About

Localore is an independent public media production that unfolds over time. With each of the three productions so far, AIR has sought the most gifted independent talent to embed at forward-moving public media stations across the U.S. for up to a year. The first production, Makers Quest 2.0 (MQ2), launched in 2010, followed by Localore 2013–2015 and Localore: Finding America 2015–2017. #LocaloreLive! is the newest initiative, launched in 2018 and providing microgrants to teams focused on bringing innovation to live events.


Localore Communities 

Updated Localore Map

Our goal is to advance the new, local frontier of public media and carry our service to the far corners of communities large and small. Our teams cultivate community collaborators who work with us across digital/social, broadcast, and “street” or live-event platforms, generating tens of millions of gross impression over time. We aspire to create new innovation capacity for stations that will continue to grow after our yearlong incubation period. Our ultimate goal is to realize the founding vision of a public media that brings enlightenment to all of the people of the United States.

 

AIR identifies its teams through competitive application processes, whereby we periodically seek out independent talent — media makers as well as educators, artists, social web strategists, developers — to lead the productions. We issue a separate call to radio and television stations that are keen to incubate the work. AIR matches winning talent with these stations and supports the teams as they build out their productions for up to a year.
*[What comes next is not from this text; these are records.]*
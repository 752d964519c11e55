//! Configuration file resolution and loading
//!
//! Config path priority order:
//! 1. Command-line argument (highest priority)
//! 2. Environment variable
//! 3. Platform config directory (`~/.config/vigil/<file>` on Linux, `/etc/vigil/<file>`)
//! 4. Compiled defaults (no file at all)
//!
//! A missing file is never fatal: a warning is logged and compiled defaults are used.
//! A file that exists but does not parse is a configuration error.

use crate::{Error, Result};
use serde::de::DeserializeOwned;
use serde::{Deserialize, Serialize};
use std::path::{Path, PathBuf};
use tracing::{info, warn};

/// Logging configuration (`[logging]` section)
#[derive(Debug, Clone, Serialize, Deserialize, PartialEq)]
#[serde(default)]
pub struct LoggingConfig {
    /// Default filter directive when RUST_LOG is unset (e.g. "info", "vigil_reid=debug")
    pub level: String,
}

impl Default for LoggingConfig {
    fn default() -> Self {
        Self {
            level: "info".to_string(),
        }
    }
}

/// HTTP listener configuration (`[server]` section)
#[derive(Debug, Clone, Serialize, Deserialize, PartialEq)]
#[serde(default)]
pub struct ServerConfig {
    pub host: String,
    pub port: u16,
}

impl Default for ServerConfig {
    fn default() -> Self {
        Self {
            host: "127.0.0.1".to_string(),
            port: 5810,
        }
    }
}

impl ServerConfig {
    pub fn bind_addr(&self) -> String {
        format!("{}:{}", self.host, self.port)
    }
}

/// Database location (`[database]` section)
#[derive(Debug, Clone, Serialize, Deserialize, PartialEq, Default)]
#[serde(default)]
pub struct DatabaseConfig {
    /// Explicit database file; falls back to `<data dir>/vigil/vigil.db`
    pub path: Option<PathBuf>,
}

impl DatabaseConfig {
    pub fn resolved_path(&self) -> PathBuf {
        self.path.clone().unwrap_or_else(default_database_path)
    }
}

/// Resolves which config file (if any) a service should read
#[derive(Debug, Clone)]
pub struct ConfigResolver {
    file_name: String,
    env_var: String,
}

impl ConfigResolver {
    /// `file_name` is looked up in the platform config dir; `env_var` may hold a full path
    pub fn new(file_name: impl Into<String>, env_var: impl Into<String>) -> Self {
        Self {
            file_name: file_name.into(),
            env_var: env_var.into(),
        }
    }

    /// Resolve the config file path, or `None` when compiled defaults should be used
    pub fn resolve(&self, cli_arg: Option<&Path>) -> Option<PathBuf> {
        // Priority 1: Command-line argument
        if let Some(path) = cli_arg {
            return Some(path.to_path_buf());
        }

        // Priority 2: Environment variable
        if let Ok(path) = std::env::var(&self.env_var) {
            if !path.trim().is_empty() {
                return Some(PathBuf::from(path));
            }
        }

        // Priority 3: Platform config directory
        self.platform_candidates().into_iter().find(|p| p.exists())
    }

    fn platform_candidates(&self) -> Vec<PathBuf> {
        let mut candidates = Vec::new();
        if let Some(dir) = dirs::config_dir() {
            candidates.push(dir.join("vigil").join(&self.file_name));
        }
        if cfg!(unix) {
            candidates.push(PathBuf::from("/etc/vigil").join(&self.file_name));
        }
        candidates
    }
}

/// Load a TOML config file, degrading to `T::default()` when the file is missing
pub fn load_toml_or_default<T>(path: Option<&Path>) -> Result<T>
where
    T: DeserializeOwned + Default,
{
    let Some(path) = path else {
        warn!("No config file found, using compiled defaults");
        return Ok(T::default());
    };

    if !path.exists() {
        warn!("Config file {} not found, using compiled defaults", path.display());
        return Ok(T::default());
    }

    let content = std::fs::read_to_string(path)?;
    let config = toml::from_str(&content)
        .map_err(|e| Error::Config(format!("Parse {} failed: {}", path.display(), e)))?;

    info!("Loaded configuration from {}", path.display());
    Ok(config)
}

/// Parse a TOML file that must exist (topology seed files, etc.)
pub fn load_toml_file<T: DeserializeOwned>(path: &Path) -> Result<T> {
    let content = std::fs::read_to_string(path)
        .map_err(|e| Error::Config(format!("Read {} failed: {}", path.display(), e)))?;
    toml::from_str(&content)
        .map_err(|e| Error::Config(format!("Parse {} failed: {}", path.display(), e)))
}

/// OS-dependent default database location
pub fn default_database_path() -> PathBuf {
    dirs::data_local_dir()
        .map(|d| d.join("vigil"))
        .unwrap_or_else(|| PathBuf::from("./vigil_data"))
        .join("vigil.db")
}

#[cfg(test)]
mod tests {
    use super::*;

    #[derive(Debug, Default, Deserialize, PartialEq)]
    #[serde(default)]
    struct Sample {
        logging: LoggingConfig,
        server: ServerConfig,
    }

    #[test]
    fn test_missing_file_uses_defaults() {
        let path = PathBuf::from("/nonexistent/vigil/test.toml");
        let config: Sample = load_toml_or_default(Some(&path)).unwrap();
        assert_eq!(config, Sample::default());
    }

    #[test]
    fn test_no_path_uses_defaults() {
        let config: Sample = load_toml_or_default(None).unwrap();
        assert_eq!(config.server.port, 5810);
        assert_eq!(config.logging.level, "info");
    }

    #[test]
    fn test_cli_arg_wins() {
        let resolver = ConfigResolver::new("unit.toml", "VIGIL_UNIT_TEST_CONFIG_UNSET");
        let resolved = resolver.resolve(Some(Path::new("/tmp/explicit.toml")));
        assert_eq!(resolved, Some(PathBuf::from("/tmp/explicit.toml")));
    }

    #[test]
    fn test_server_bind_addr() {
        let server = ServerConfig {
            host: "0.0.0.0".into(),
            port: 9000,
        };
        assert_eq!(server.bind_addr(), "0.0.0.0:9000");
    }
}
//! Delivery scopes and topics
//!
//! A scope addresses a published event to a set of subscribers. In storage it is split
//! into a kind (`scope` column) and an optional key (`scope_key` column); on the wire it
//! is the combined `kind:key` form (`global` has no key).

use serde::{Deserialize, Serialize};
use std::fmt;
use std::str::FromStr;

use crate::{Error, Result};

/// Event delivery scope
#[derive(Debug, Clone, PartialEq, Eq, Hash, Serialize, Deserialize)]
#[serde(into = "String", try_from = "String")]
pub enum Scope {
    /// Every connected client
    Global,
    /// One user account
    User(String),
    /// One operator console
    Operator(String),
    /// Subscribers watching a camera
    Camera(String),
    /// Everyone holding a role (e.g. `operator`, `supervisor`)
    Role(String),
    /// Subscribers following an incident
    Incident(String),
}

impl Scope {
    /// Storage kind (`scope` column)
    pub fn kind(&self) -> &'static str {
        match self {
            Scope::Global => "global",
            Scope::User(_) => "user",
            Scope::Operator(_) => "operator",
            Scope::Camera(_) => "camera",
            Scope::Role(_) => "role",
            Scope::Incident(_) => "incident",
        }
    }

    /// Storage key (`scope_key` column), `None` for global
    pub fn key(&self) -> Option<&str> {
        match self {
            Scope::Global => None,
            Scope::User(k)
            | Scope::Operator(k)
            | Scope::Camera(k)
            | Scope::Role(k)
            | Scope::Incident(k) => Some(k.as_str()),
        }
    }

    /// Rebuild a scope from its stored kind/key pair
    pub fn from_parts(kind: &str, key: Option<&str>) -> Result<Self> {
        let key = key.map(str::trim).filter(|k| !k.is_empty());
        let keyed = |make: fn(String) -> Scope| {
            key.map(|k| make(k.to_string())).ok_or_else(|| {
                Error::InvalidInput(format!("Scope '{}' requires a key", kind))
            })
        };

        match kind.trim().to_ascii_lowercase().as_str() {
            "global" => Ok(Scope::Global),
            "user" => keyed(Scope::User),
            "operator" => keyed(Scope::Operator),
            "camera" => keyed(Scope::Camera),
            "role" => keyed(Scope::Role),
            "incident" => keyed(Scope::Incident),
            other => Err(Error::InvalidInput(format!("Unknown scope '{}'", other))),
        }
    }

    /// Whether an envelope addressed to `self` should reach a subscriber of `filter`
    ///
    /// Global envelopes reach everyone.
    pub fn reaches(&self, filter: &Scope) -> bool {
        matches!(self, Scope::Global) || self == filter
    }
}

impl fmt::Display for Scope {
    fn fmt(&self, f: &mut fmt::Formatter<'_>) -> fmt::Result {
        match self.key() {
            Some(key) => write!(f, "{}:{}", self.kind(), key),
            None => f.write_str(self.kind()),
        }
    }
}

impl FromStr for Scope {
    type Err = Error;

    fn from_str(s: &str) -> Result<Self> {
        match s.split_once(':') {
            Some((kind, key)) => Scope::from_parts(kind, Some(key)),
            None => Scope::from_parts(s, None),
        }
    }
}

impl From<Scope> for String {
    fn from(scope: Scope) -> Self {
        scope.to_string()
    }
}

impl TryFrom<String> for Scope {
    type Error = Error;

    fn try_from(value: String) -> Result<Self> {
        value.parse()
    }
}

/// Routing topic taxonomy
#[derive(Debug, Clone, Copy, PartialEq, Eq, Hash, Serialize, Deserialize)]
#[serde(rename_all = "lowercase")]
pub enum Topic {
    Camera,
    Incident,
    Faces,
    Sensor,
    System,
}

impl Topic {
    pub fn as_str(&self) -> &'static str {
        match self {
            Topic::Camera => "camera",
            Topic::Incident => "incident",
            Topic::Faces => "faces",
            Topic::Sensor => "sensor",
            Topic::System => "system",
        }
    }
}

impl fmt::Display for Topic {
    fn fmt(&self, f: &mut fmt::Formatter<'_>) -> fmt::Result {
        f.write_str(self.as_str())
    }
}

impl FromStr for Topic {
    type Err = Error;

    fn from_str(s: &str) -> Result<Self> {
        match s.trim().to_ascii_lowercase().as_str() {
            "camera" => Ok(Topic::Camera),
            "incident" => Ok(Topic::Incident),
            "faces" => Ok(Topic::Faces),
            "sensor" => Ok(Topic::Sensor),
            "system" => Ok(Topic::System),
            other => Err(Error::InvalidInput(format!("Unknown topic '{}'", other))),
        }
    }
}

/// Event names used with the topics above
pub mod event_names {
    /// Per-sighting tracking update
    pub const TRACKING: &str = "tracking";
    /// A tracked person re-identified on a neighboring camera
    pub const CROSS_CAMERA_REID: &str = "cross_camera_reid";
    /// Service or configuration status change
    pub const STATUS: &str = "status";
}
There are now more than 400 Localorians who continue to work in varying capacities in public media and in their communities across the U.S.

 

AIR’s Localore productions have inspired other stations and independent makers to join us in inventing the public media of tomorrow. Hearken is an exciting and expanding enterprise that grew out of our Localore Curious City, created by Localorian Jennifer Brandel with Chicago Public Media.Todd Melby’s Black Gold Boom was a groundbreaking immersive documentary that put a human face on North Dakota’s oil boom, and Julia Kumari Drapkin’s iSeeChange, marries NASA-data science with and a network of community story-gatherers to provide a new understanding of changes in our climate.

 

AIR’s publications — Break Form: Making Stories With and For the People, What’s Outside? Public Media 2014, and Spreading the Zing: Reimagining Public Media Through Makers Quest 2.0 — are published reports capturing lessons of each Localore production, as well as detailed quantitative analyses of the impact of each production. These publications are designed to capture best practices, inspire, and to lend encouragement to others committed to public service media. AIR has distributed tens of thousands of copies of these reports to independent talent, funders, community leaders, as well as public media station managers, program directors, and local radio, television, and print journalists across the United States.

 

Principal funding for Localore comes from the Corporation for Public Broadcasting, the Wyncote Foundation, the John D. and Catherine T. MacArthur Foundation, the Ford Foundation, the National Endowment for the Arts, and AIR’s growing network of 1,300 producers in 47 states and 30 countries.

AIR producers carry the mission of public service media to every corner of America. With a particular expertise in audio, we hear what is not apparent, seek what may be hidden, and craft stories that reflect a full spectrum of human experience.